#### What to do
The number of lines holding the string "derive" is all that is wanted; count them in the records below.

#### Available data

▼▼▼

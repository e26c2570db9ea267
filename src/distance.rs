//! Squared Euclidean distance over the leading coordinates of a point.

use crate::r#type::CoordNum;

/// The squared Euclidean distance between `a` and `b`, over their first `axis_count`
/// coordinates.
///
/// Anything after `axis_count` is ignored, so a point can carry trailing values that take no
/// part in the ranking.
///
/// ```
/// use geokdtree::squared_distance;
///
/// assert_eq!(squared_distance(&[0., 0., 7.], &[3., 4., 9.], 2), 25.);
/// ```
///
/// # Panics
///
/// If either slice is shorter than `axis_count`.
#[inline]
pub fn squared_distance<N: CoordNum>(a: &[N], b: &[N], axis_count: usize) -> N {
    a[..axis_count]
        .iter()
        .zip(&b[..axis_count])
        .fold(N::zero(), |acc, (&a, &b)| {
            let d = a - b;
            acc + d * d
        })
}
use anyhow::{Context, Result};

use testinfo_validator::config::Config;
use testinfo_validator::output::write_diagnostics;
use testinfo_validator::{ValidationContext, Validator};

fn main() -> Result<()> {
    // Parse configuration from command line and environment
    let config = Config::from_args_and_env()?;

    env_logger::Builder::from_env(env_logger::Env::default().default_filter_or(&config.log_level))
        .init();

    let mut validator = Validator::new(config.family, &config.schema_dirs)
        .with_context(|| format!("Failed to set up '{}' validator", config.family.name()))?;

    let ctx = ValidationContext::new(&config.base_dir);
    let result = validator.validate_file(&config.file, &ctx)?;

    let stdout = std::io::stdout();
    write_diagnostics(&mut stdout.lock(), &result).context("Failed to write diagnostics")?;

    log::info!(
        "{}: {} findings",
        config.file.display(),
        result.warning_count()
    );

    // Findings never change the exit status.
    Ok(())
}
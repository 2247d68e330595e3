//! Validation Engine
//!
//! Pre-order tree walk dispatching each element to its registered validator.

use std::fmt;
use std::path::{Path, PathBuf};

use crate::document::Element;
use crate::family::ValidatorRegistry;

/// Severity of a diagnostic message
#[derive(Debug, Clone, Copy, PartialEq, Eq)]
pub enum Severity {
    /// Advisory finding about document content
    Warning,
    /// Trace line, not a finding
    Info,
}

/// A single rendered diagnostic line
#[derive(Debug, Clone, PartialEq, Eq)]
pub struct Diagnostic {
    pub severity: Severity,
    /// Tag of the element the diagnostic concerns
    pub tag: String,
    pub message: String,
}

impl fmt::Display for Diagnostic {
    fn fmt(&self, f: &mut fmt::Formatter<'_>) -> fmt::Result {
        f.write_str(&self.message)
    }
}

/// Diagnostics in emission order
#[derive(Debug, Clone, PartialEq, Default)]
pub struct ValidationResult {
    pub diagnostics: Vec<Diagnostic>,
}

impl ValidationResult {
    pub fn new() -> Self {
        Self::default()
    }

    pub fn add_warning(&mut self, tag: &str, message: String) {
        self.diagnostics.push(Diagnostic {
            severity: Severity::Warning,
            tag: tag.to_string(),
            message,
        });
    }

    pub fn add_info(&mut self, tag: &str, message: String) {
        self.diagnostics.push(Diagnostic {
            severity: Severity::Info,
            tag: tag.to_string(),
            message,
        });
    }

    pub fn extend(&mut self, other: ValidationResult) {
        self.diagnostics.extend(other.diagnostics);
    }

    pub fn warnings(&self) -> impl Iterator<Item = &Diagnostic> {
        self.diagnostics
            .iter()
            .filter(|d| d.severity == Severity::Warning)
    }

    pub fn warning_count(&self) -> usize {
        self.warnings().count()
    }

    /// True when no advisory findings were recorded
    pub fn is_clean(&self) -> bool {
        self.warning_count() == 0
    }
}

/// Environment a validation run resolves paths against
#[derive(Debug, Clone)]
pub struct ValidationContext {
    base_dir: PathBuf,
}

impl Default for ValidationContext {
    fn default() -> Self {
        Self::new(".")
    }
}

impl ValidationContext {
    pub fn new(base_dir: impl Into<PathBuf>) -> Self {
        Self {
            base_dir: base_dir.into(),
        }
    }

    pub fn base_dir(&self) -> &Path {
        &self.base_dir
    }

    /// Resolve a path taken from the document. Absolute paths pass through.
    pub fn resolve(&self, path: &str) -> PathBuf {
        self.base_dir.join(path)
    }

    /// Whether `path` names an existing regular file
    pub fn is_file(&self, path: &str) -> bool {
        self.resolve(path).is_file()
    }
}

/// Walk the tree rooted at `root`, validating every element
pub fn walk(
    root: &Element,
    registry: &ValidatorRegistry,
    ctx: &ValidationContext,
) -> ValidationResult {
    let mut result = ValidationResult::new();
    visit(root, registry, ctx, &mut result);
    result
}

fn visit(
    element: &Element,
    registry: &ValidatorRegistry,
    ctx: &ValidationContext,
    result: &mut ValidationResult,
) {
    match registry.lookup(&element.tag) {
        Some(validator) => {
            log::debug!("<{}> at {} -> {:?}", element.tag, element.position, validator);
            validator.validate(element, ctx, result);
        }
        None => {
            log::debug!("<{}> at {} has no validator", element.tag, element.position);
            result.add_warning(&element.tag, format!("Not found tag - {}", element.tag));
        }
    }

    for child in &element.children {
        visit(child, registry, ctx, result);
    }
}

▲▲▲

#### Written solution
4